* **What to work on**: Below are the records; copy every line in them that holds the string "CollectingSink".
Data shown Block Start
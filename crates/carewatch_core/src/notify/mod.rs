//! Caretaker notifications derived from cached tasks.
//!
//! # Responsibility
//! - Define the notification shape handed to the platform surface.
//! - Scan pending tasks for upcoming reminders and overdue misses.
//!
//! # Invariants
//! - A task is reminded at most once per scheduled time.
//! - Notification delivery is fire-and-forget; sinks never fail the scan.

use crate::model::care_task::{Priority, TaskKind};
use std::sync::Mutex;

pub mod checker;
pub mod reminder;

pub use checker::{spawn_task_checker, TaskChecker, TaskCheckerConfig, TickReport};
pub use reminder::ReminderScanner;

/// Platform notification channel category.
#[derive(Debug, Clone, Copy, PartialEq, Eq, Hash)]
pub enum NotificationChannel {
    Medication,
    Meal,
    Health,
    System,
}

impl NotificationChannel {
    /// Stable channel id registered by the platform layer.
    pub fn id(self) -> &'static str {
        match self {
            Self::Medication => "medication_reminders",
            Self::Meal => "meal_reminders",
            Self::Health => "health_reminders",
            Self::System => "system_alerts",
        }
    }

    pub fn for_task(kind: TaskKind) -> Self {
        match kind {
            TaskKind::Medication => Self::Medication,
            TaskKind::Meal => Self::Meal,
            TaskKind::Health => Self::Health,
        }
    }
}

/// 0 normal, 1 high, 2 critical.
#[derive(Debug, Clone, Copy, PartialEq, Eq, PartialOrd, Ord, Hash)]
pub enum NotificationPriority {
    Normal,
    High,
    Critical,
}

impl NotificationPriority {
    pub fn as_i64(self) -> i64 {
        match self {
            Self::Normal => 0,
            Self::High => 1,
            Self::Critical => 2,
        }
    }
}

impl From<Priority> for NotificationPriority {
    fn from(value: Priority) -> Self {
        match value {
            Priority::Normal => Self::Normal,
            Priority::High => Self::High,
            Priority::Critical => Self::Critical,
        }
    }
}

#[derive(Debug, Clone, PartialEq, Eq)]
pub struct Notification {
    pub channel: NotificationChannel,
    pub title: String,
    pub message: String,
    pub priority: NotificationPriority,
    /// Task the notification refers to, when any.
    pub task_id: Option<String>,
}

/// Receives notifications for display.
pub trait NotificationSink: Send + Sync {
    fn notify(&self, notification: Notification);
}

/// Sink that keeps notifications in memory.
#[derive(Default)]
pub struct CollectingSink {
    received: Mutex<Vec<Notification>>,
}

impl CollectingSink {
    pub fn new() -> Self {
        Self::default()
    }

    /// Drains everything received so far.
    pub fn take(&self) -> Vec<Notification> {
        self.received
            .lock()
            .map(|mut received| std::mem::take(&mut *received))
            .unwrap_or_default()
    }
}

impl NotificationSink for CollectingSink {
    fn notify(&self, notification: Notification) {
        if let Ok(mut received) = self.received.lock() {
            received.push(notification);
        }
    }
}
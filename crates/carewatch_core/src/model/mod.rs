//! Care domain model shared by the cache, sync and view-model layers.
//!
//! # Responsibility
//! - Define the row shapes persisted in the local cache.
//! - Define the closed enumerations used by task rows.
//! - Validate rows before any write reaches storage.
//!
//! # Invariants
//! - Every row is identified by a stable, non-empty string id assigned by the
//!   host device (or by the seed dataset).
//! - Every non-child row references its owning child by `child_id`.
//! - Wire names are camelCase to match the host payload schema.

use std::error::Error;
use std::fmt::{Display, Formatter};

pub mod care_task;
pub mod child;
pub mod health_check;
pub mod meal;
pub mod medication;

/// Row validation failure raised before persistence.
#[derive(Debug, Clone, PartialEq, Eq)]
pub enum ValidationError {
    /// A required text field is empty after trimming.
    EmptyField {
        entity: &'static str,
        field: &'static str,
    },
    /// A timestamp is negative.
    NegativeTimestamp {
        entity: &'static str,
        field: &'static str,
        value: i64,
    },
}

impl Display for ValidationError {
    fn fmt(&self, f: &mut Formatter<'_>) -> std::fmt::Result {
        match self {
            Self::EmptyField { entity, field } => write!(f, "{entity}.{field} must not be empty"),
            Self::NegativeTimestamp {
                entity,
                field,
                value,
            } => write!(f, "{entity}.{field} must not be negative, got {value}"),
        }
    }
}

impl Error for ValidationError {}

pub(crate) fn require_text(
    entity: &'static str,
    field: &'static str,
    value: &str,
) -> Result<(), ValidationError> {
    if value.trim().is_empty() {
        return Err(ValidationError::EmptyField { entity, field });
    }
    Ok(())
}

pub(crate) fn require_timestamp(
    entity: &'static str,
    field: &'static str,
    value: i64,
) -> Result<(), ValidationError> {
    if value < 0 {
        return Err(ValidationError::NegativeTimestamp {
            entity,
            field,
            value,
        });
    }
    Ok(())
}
Data shown Block End
* **Task output**:
pub struct CollectingSink {
impl CollectingSink {
impl NotificationSink for CollectingSink {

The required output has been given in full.